In fact, a, b, and c become aliases of the arguments passed on the function call (x, y, and z) and any change on a within the function is actually modifying variable x outside the function. Any change on b modifies y, and any change on c modifies z. That is why when, in the example, function duplicate modifies the values of variables a, b, and c, the values of x, y, and z are affected.

If instead of defining duplicate as:

void duplicate(int& a, int& b, int& c)


Was it to be defined without the ampersand signs as:

void duplicate(int a, int b, int c)


The variables would not be passed by reference, but by value, creating instead copies of their values. In this case, the output of the program would have been the values of x, y, and z without being modified (i.e., 1, 3, and 7).

## 效率考量和常量引用

Efficiency considerations and const references

Calling a function with parameters taken by value causes copies of the values to be made. This is a relatively inexpensive operation for fundamental types such as int, but if the parameter is of a large compound type, it may result on certain overhead.

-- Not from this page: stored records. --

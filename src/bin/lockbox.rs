//! Lockbox CLI - master-password file and folder locking
//!
//! Locks files into `.locked` containers (AES-256-CBC, PBKDF2-HMAC-SHA256
//! key derivation) after checking the master password.

use clap::{Parser, Subcommand};
use std::io;
use std::path::PathBuf;
use std::process;

use tracing_subscriber::EnvFilter;

use lockbox::Locker;
use lockbox::batch::BatchReport;
use lockbox::config::{CREDENTIAL_FILE_ENV, Config};
use lockbox::credential::FileCredentialStore;
use lockbox::error::{ErrorCategory, ErrorKind, LockboxError, Result};
use lockbox::file_ops::Overwrite;
use lockbox::password::{
    LinePasswordReader, PasswordReader, TerminalPasswordReader, read_new_password,
};

#[derive(Parser)]
#[command(name = "lockbox")]
#[command(version)]
#[command(about = "Lock files and folders behind a master password.", long_about = None)]
struct Cli {
    /// Read passwords from stdin, one per line, instead of from the terminal
    #[arg(long, global = true)]
    password_stdin: bool,

    /// Path of the master password record
    #[arg(long, global = true, value_name = "FILE", env = CREDENTIAL_FILE_ENV)]
    credential_file: Option<PathBuf>,

    /// Fail instead of replacing files that already exist
    #[arg(long, global = true)]
    no_clobber: bool,

    /// Do not set the hidden attribute on locked files
    #[arg(long, global = true)]
    no_hide: bool,

    /// Log more (repeat for debug output); RUST_LOG overrides
    #[arg(short, long, global = true, action = clap::ArgAction::Count)]
    verbose: u8,

    #[command(subcommand)]
    command: Commands,
}

#[derive(Subcommand)]
enum Commands {
    /// Set the master password for the first time
    Setup,

    /// Change the master password
    Passwd,

    /// Show whether a master password is set
    Status,

    /// Lock a file, or every file in a folder
    #[command(alias = "l")]
    Lock {
        /// File or folder to lock
        #[arg(value_name = "PATH")]
        path: PathBuf,
    },

    /// Unlock a `.locked` file, or every `.locked` file in a folder
    #[command(alias = "u")]
    Unlock {
        /// File or folder to unlock
        #[arg(value_name = "PATH")]
        path: PathBuf,

        /// Where to write the unlocked file (single files only)
        #[arg(short, long, value_name = "FILE")]
        output: Option<PathBuf>,
    },
}

fn main() {
    let cli = Cli::parse();
    init_logging(cli.verbose);

    if let Err(e) = run(cli) {
        eprintln!("Error: {}", e.chain());
        process::exit(1);
    }
}

fn init_logging(verbose: u8) {
    let level = match verbose {
        0 => "warn",
        1 => "info",
        _ => "debug",
    };
    let filter = EnvFilter::try_from_default_env().unwrap_or_else(|_| EnvFilter::new(level));
    tracing_subscriber::fmt()
        .with_env_filter(filter)
        .with_writer(io::stderr)
        .with_target(false)
        .init();
}

fn run(cli: Cli) -> Result<()> {
    let overwrite = if cli.no_clobber {
        Overwrite::Refuse
    } else {
        Overwrite::Replace
    };
    let config = Config::resolve(cli.credential_file)?
        .with_overwrite(overwrite)
        .with_hiding(!cli.no_hide);
    tracing::debug!(credential_file = %config.credential_file.display(), "resolved configuration");

    let locker = Locker::new(
        FileCredentialStore::new(&config.credential_file),
        config.hider(),
        config.options,
    );
    let mut reader = get_password_reader(cli.password_stdin);

    match cli.command {
        Commands::Setup => {
            if locker.is_set_up() {
                return Err(LockboxError::new(
                    ErrorCategory::User,
                    ErrorKind::AlreadyExists,
                    "master password is already set; use passwd to change it",
                ));
            }
            let password = read_new_password(&mut *reader, "New master password: ")?;
            locker.setup(&password)?;
            println!("Master password set.");
        }
        Commands::Passwd => {
            let current = reader.read_password("Current master password: ")?;
            let new = read_new_password(&mut *reader, "New master password: ")?;
            locker.change_password(&current, &new)?;
            println!("Master password changed.");
        }
        Commands::Status => {
            let state = if locker.is_set_up() { "set" } else { "not set" };
            println!(
                "Master password {} ({})",
                state,
                locker.store().path().display()
            );
        }
        Commands::Lock { path } => {
            let password = reader.read_password("Master password: ")?;
            if path.is_dir() {
                let report = locker.lock_folder(&path, &password, |index, total, name| {
                    eprintln!("[{}/{}] Locking {}", index, total, name);
                })?;
                finish_folder(&report)?;
            } else {
                let locked = locker.lock_file(&path, &password)?;
                println!("Locked {}", locked.display());
            }
        }
        Commands::Unlock { path, output } => {
            let password = reader.read_password("Master password: ")?;
            if path.is_dir() {
                if output.is_some() {
                    return Err(LockboxError::new(
                        ErrorCategory::User,
                        ErrorKind::Io,
                        "--output applies to single files, not folders",
                    ));
                }
                let report = locker.unlock_folder(&path, &password, |index, total, name| {
                    eprintln!("[{}/{}] Unlocking {}", index, total, name);
                })?;
                finish_folder(&report)?;
            } else {
                let unlocked = locker.unlock_file(&path, &password, output.as_deref())?;
                println!("Unlocked {}", unlocked.display());
            }
        }
    }

    Ok(())
}

/// Prints the summary; a folder where nothing succeeded is an error.
fn finish_folder(report: &BatchReport) -> Result<()> {
    if report.is_success() {
        println!("{}", report);
        Ok(())
    } else {
        Err(LockboxError::new(
            ErrorCategory::User,
            ErrorKind::Io,
            report.message(),
        ))
    }
}

fn get_password_reader(use_stdin: bool) -> Box<dyn PasswordReader> {
    if use_stdin {
        Box::new(LinePasswordReader::new(io::stdin().lock()))
    } else {
        Box::new(TerminalPasswordReader::new())
    }
}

For example, consider the following function:

string concatenate(string a, string b)
{
return a+b;
}


This function takes two strings as parameters (by value), and returns the result of concatenating them. By passing the arguments by value, the function forces a and b to be copies of the arguments passed to the function when it is called. And if these are long strings, it may mean copying large quantities of data just for the function call. But this copy can be avoided altogether if both parameters are made references:

string concatenate(string& a, string& b)
{
return a+b;
}


Arguments by reference do not require a copy. The function operates directly on (aliases of) the strings passed as arguments, and, at most, it might mean the transfer of certain pointers to the function. In this regard, the version of concatenate taking references is more efficient than the version taking values, since it does not need to copy expensive-to-copy strings.

On the flip side, functions with reference parameters are generally perceived as functions that modify the arguments passed, because that is why reference parameters are actually for.

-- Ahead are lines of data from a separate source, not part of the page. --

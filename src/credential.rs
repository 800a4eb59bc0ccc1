//! Master password storage and verification
//!
//! A credential is a PBKDF2-HMAC-SHA256 hash of the master password under
//! its own random salt, using the same iteration count as file keys. It is
//! stored as `hex(salt) || hex(hash)`: 32 + 64 lowercase hex characters.
//!
//! There is exactly one credential per store. Stores do no locking; a single
//! writer per backing record is assumed.

use std::fs;
use std::io;
use std::path::{Path, PathBuf};
use std::sync::Mutex;

use tracing::{debug, warn};

use crate::error::{ErrorCategory, ErrorKind, LockboxError, Result};
use crate::file_ops::{Overwrite, write_atomic};
use crate::kdf::{self, KEY_LEN, SALT_LEN};

/// Minimum length of a new master password, in characters.
pub const MIN_PASSWORD_LEN: usize = 6;

/// Length of a serialized record in hex characters.
pub const RECORD_HEX_LEN: usize = 2 * (SALT_LEN + KEY_LEN);

/// A salted password hash.
#[derive(Clone, PartialEq, Eq)]
pub struct CredentialRecord {
    pub salt: [u8; SALT_LEN],
    pub hash: [u8; KEY_LEN],
}

impl CredentialRecord {
    /// Hashes `password` under a fresh random salt.
    pub fn create(password: &[u8]) -> Result<Self> {
        let salt = kdf::random_salt();
        let hash = kdf::pbkdf2_sha256(password, &salt)?;
        Ok(Self { salt, hash: *hash })
    }

    /// Recomputes the hash under the stored salt and compares.
    pub fn verify(&self, password: &[u8]) -> bool {
        match kdf::pbkdf2_sha256(password, &self.salt) {
            Ok(candidate) => hashes_match(&candidate, &self.hash),
            Err(e) => {
                warn!(error = %e, "could not hash password for verification");
                false
            }
        }
    }

    pub fn to_hex(&self) -> String {
        let mut out = hex::encode(self.salt);
        out.push_str(&hex::encode(self.hash));
        out
    }

    /// Parses the stored text form. Surrounding whitespace is ignored.
    pub fn from_hex(text: &str) -> Result<Self> {
        let text = text.trim();
        if text.len() != RECORD_HEX_LEN {
            return Err(malformed(format!(
                "expected {} hex characters, found {}",
                RECORD_HEX_LEN,
                text.len()
            )));
        }
        let bytes = hex::decode(text).map_err(|e| {
            LockboxError::with_source(
                ErrorCategory::User,
                ErrorKind::Io,
                "credential record is not valid hex",
                e,
            )
        })?;
        let (salt, hash) = bytes.split_at(SALT_LEN);
        Ok(Self {
            salt: salt.try_into().map_err(|_| malformed("bad salt length"))?,
            hash: hash.try_into().map_err(|_| malformed("bad hash length"))?,
        })
    }
}

impl std::fmt::Debug for CredentialRecord {
    fn fmt(&self, f: &mut std::fmt::Formatter<'_>) -> std::fmt::Result {
        f.debug_struct("CredentialRecord")
            .field("salt", &hex::encode(self.salt))
            .field("hash", &"<redacted>")
            .finish()
    }
}

/// Storage for the single master credential.
///
/// Implementors provide `load`/`store`; the password operations are shared.
pub trait CredentialStore {
    /// Reads the record, `Ok(None)` when none has been set.
    fn load(&self) -> Result<Option<CredentialRecord>>;

    /// Replaces the record wholesale.
    fn store(&self, record: &CredentialRecord) -> Result<()>;

    /// True iff a record exists.
    ///
    /// A record that is present but unreadable or malformed still counts, so
    /// it cannot be replaced without going through [`CredentialStore::change`].
    fn is_set(&self) -> bool {
        !matches!(self.load(), Ok(None))
    }

    /// Hashes `password` under a fresh salt and stores it, replacing any
    /// previous record. Fails only when storage fails.
    fn set(&self, password: &[u8]) -> Result<()> {
        let record = CredentialRecord::create(password)?;
        self.store(&record)
    }

    /// Checks `password` against the stored record.
    ///
    /// A missing or unreadable record and a wrong password all give `false`.
    fn authenticate(&self, password: &[u8]) -> bool {
        match self.load() {
            Ok(Some(record)) => record.verify(password),
            Ok(None) => false,
            Err(e) => {
                warn!(error = %e.chain(), "could not load credential record");
                false
            }
        }
    }

    /// Replaces the master password after checking the current one.
    ///
    /// Checks run in order: current password, new password length, new
    /// password differing from the current one.
    fn change(&self, old_password: &[u8], new_password: &[u8]) -> Result<()> {
        if !self.authenticate(old_password) {
            return Err(LockboxError::new(
                ErrorCategory::User,
                ErrorKind::WrongCredential,
                "current password is incorrect",
            ));
        }
        check_strength(new_password)?;
        if old_password == new_password {
            return Err(LockboxError::new(
                ErrorCategory::User,
                ErrorKind::SamePassword,
                "new password must be different from current password",
            ));
        }
        self.set(new_password)
    }
}

/// Rejects passwords shorter than [`MIN_PASSWORD_LEN`] characters.
///
/// Length is counted in characters for UTF-8 input and in bytes otherwise.
pub fn check_strength(password: &[u8]) -> Result<()> {
    let len = std::str::from_utf8(password).map_or(password.len(), |s| s.chars().count());
    if len < MIN_PASSWORD_LEN {
        return Err(LockboxError::new(
            ErrorCategory::User,
            ErrorKind::WeakPassword,
            format!("new password must be at least {} characters", MIN_PASSWORD_LEN),
        ));
    }
    Ok(())
}

/// Credential kept in a single text file.
#[derive(Debug, Clone)]
pub struct FileCredentialStore {
    path: PathBuf,
}

impl FileCredentialStore {
    pub fn new(path: impl Into<PathBuf>) -> Self {
        Self { path: path.into() }
    }

    pub fn path(&self) -> &Path {
        &self.path
    }
}

impl CredentialStore for FileCredentialStore {
    fn load(&self) -> Result<Option<CredentialRecord>> {
        let text = match fs::read_to_string(&self.path) {
            Ok(text) => text,
            Err(e) if e.kind() == io::ErrorKind::NotFound => return Ok(None),
            Err(e) => return Err(LockboxError::io("read", &self.path, e)),
        };
        CredentialRecord::from_hex(&text)
            .map(Some)
            .map_err(|e| e.with_context(format!("corrupt credential file {}", self.path.display())))
    }

    fn store(&self, record: &CredentialRecord) -> Result<()> {
        if let Some(dir) = self.path.parent().filter(|d| !d.as_os_str().is_empty()) {
            fs::create_dir_all(dir).map_err(|e| LockboxError::io("create", dir, e))?;
        }
        write_atomic(&self.path, record.to_hex().as_bytes(), Overwrite::Replace)?;
        debug!(path = %self.path.display(), "stored credential record");
        Ok(())
    }
}

/// Credential held in process memory.
#[derive(Debug, Default)]
pub struct MemoryCredentialStore {
    record: Mutex<Option<CredentialRecord>>,
}

impl MemoryCredentialStore {
    pub fn new() -> Self {
        Self::default()
    }
}

impl CredentialStore for MemoryCredentialStore {
    fn load(&self) -> Result<Option<CredentialRecord>> {
        self.record
            .lock()
            .map(|record| record.clone())
            .map_err(|_| poisoned())
    }

    fn store(&self, record: &CredentialRecord) -> Result<()> {
        let mut slot = self.record.lock().map_err(|_| poisoned())?;
        *slot = Some(record.clone());
        Ok(())
    }
}

/// Compares in time independent of where the first difference is.
fn hashes_match(a: &[u8; KEY_LEN], b: &[u8; KEY_LEN]) -> bool {
    a.iter().zip(b).fold(0u8, |acc, (x, y)| acc | (x ^ y)) == 0
}

fn malformed(msg: impl Into<String>) -> LockboxError {
    LockboxError::new(ErrorCategory::User, ErrorKind::Io, msg)
}

fn poisoned() -> LockboxError {
    LockboxError::new(
        ErrorCategory::Internal,
        ErrorKind::Io,
        "credential store lock poisoned",
    )
}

The solution is for the function to guarantee that its reference parameters are not going to be modified by this function. This can be done by qualifying the parameters as constant:

string concatenate(const string& a, const string& b)
{
return a+b;
}


By qualifying them as const, the function is forbidden to modify the values of neither a nor b, but can actually access their values as references (aliases of the arguments), without having to make actual copies of the strings.

Therefore, const references provide functionality similar to passing arguments by value, but with an increased efficiency for parameters of large types. That is why they are extremely popular in C++ for arguments of compound types. Note though, that for most fundamental types, there is no noticeable difference in efficiency, and in some cases, const references may even be less efficient!

## 内联函数

Inline functions

Calling a function generally causes a certain overhead (stacking arguments, jumps, etc...), and thus for very short functions, it may be more efficient to simply insert the code of the function where it is called, instead of performing the process of formally calling a function.

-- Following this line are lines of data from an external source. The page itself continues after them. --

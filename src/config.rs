//! Runtime configuration

use std::path::PathBuf;

use directories::ProjectDirs;

use crate::conceal::{FileHider, NoopHider, SystemHider};
use crate::error::{ErrorCategory, ErrorKind, LockboxError, Result};
use crate::file_ops::{LockOptions, Overwrite};

/// File name of the credential record inside the config directory.
pub const CREDENTIAL_FILE_NAME: &str = "master_password.hash";

/// Environment variable overriding the credential file location.
pub const CREDENTIAL_FILE_ENV: &str = "LOCKBOX_CREDENTIAL_FILE";

#[derive(Debug, Clone)]
pub struct Config {
    pub credential_file: PathBuf,
    pub options: LockOptions,
    /// Set the platform hidden attribute on containers after locking.
    pub hide_locked: bool,
}

impl Config {
    pub fn new(credential_file: impl Into<PathBuf>) -> Self {
        Self {
            credential_file: credential_file.into(),
            options: LockOptions::default(),
            hide_locked: true,
        }
    }

    /// Uses `credential_file` when given, the per-user config directory
    /// otherwise.
    pub fn resolve(credential_file: Option<PathBuf>) -> Result<Self> {
        match credential_file {
            Some(path) => Ok(Self::new(path)),
            None => default_credential_file().map(Self::new),
        }
    }

    pub fn with_overwrite(mut self, overwrite: Overwrite) -> Self {
        self.options.overwrite = overwrite;
        self
    }

    pub fn with_hiding(mut self, hide_locked: bool) -> Self {
        self.hide_locked = hide_locked;
        self
    }

    pub fn hider(&self) -> Box<dyn FileHider + Send + Sync> {
        if self.hide_locked {
            Box::new(SystemHider)
        } else {
            Box::new(NoopHider)
        }
    }
}

/// `<config dir>/lockbox/master_password.hash` on the current platform.
pub fn default_credential_file() -> Result<PathBuf> {
    let dirs = ProjectDirs::from("", "", "lockbox").ok_or_else(|| {
        LockboxError::new(
            ErrorCategory::User,
            ErrorKind::NotFound,
            format!(
                "could not determine a home directory; pass --credential-file or set {}",
                CREDENTIAL_FILE_ENV
            ),
        )
    })?;
    Ok(dirs.config_dir().join(CREDENTIAL_FILE_NAME))
}

#[cfg(test)]
mod tests {
    use super::*;

    #[test]
    fn test_explicit_path_wins() {
        let config = Config::resolve(Some(PathBuf::from("/tmp/cred.hash"))).unwrap();
        assert_eq!(config.credential_file, PathBuf::from("/tmp/cred.hash"));
        assert_eq!(config.options.overwrite, Overwrite::Replace);
        assert!(config.hide_locked);
    }

    #[test]
    fn test_default_path_file_name() {
        // Home may be unavailable in sandboxed test environments.
        if let Ok(path) = default_credential_file() {
            assert!(path.ends_with(CREDENTIAL_FILE_NAME));
        }
    }

    #[test]
    fn test_builders() {
        let config = Config::new("c")
            .with_overwrite(Overwrite::Refuse)
            .with_hiding(false);
        assert_eq!(config.options.overwrite, Overwrite::Refuse);
        assert!(!config.hide_locked);
    }
}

Preceding a function declaration with the inline specifier informs the compiler that inline expansion is preferred over the usual function call mechanism for a specific function. This does not change at all the behavior of a function, but is merely used to suggest the compiler that the code generated by the function body shall be inserted at each point the function is called, instead of being invoked with a regular function call. For example, the concatenate function above may be declared inline as:

inline string concatenate(const string& a, const string& b)
{
return a+b;
}


This informs the compiler that when concatenate is called, the program prefers the function to be expanded inline, instead of performing a regular call. inline is only specified in the function declaration, not when it is called.

Note that most compilers already optimize code to generate inline functions when they see an opportunity to improve efficiency, even if not explicitly marked with the inline specifier. Therefore, this specifier merely indicates the compiler that inline is preferred for this function, although the compiler is free to not inline it, and optimize otherwise. In C++, optimization is a task delegated to the compiler, which is free to generate any code for as long as the resulting behavior is the one specified by the code.

## Recap

C++ 函数参数是值传递还是引用传递？函数声明中给参数加上 & 是什么操作？参数带 const 又是什么意思？inline 关键字又是干嘛的？

1. C++ 没有限定的普通函数和标识符的形式参数的情况下，默认是值传递。也就是在传入实际参数进行函数调用时会进行值拷贝，在函数内部对参数的一些操作并不会影响外部的函数，因为函数调用结束，拷贝的参数也就从帧栈上释放。
2. 通过在函数声明处对函数进行 & 标识符进行限定，对传入的变量转为引用传递，拷贝的仅仅只是参数的单个指针，避免值拷贝造成的内存开销，也能很方便地传入复合数据类型指针。
3. 形式参数带上 const，是因为直接通过 & 标识符传入的参数极有可能在函数体内部被修改，我们想要利用 & 来只传递引用，又不想传入的参数被修改，导致函数对外有副作用，所以给参数加上一个 const，确保函数不能修改传入的参数
4. 那为什么又来个 inline 关键字呢，这是为了给编译器提供一种编译倾向，使得编译器能针对一些短小的函数进行内联展开的编译优化，避免常规函数调用时的帧栈和函数跳转开销

inline string concatenate(const string& a, const string& b)
{
return a+b;
}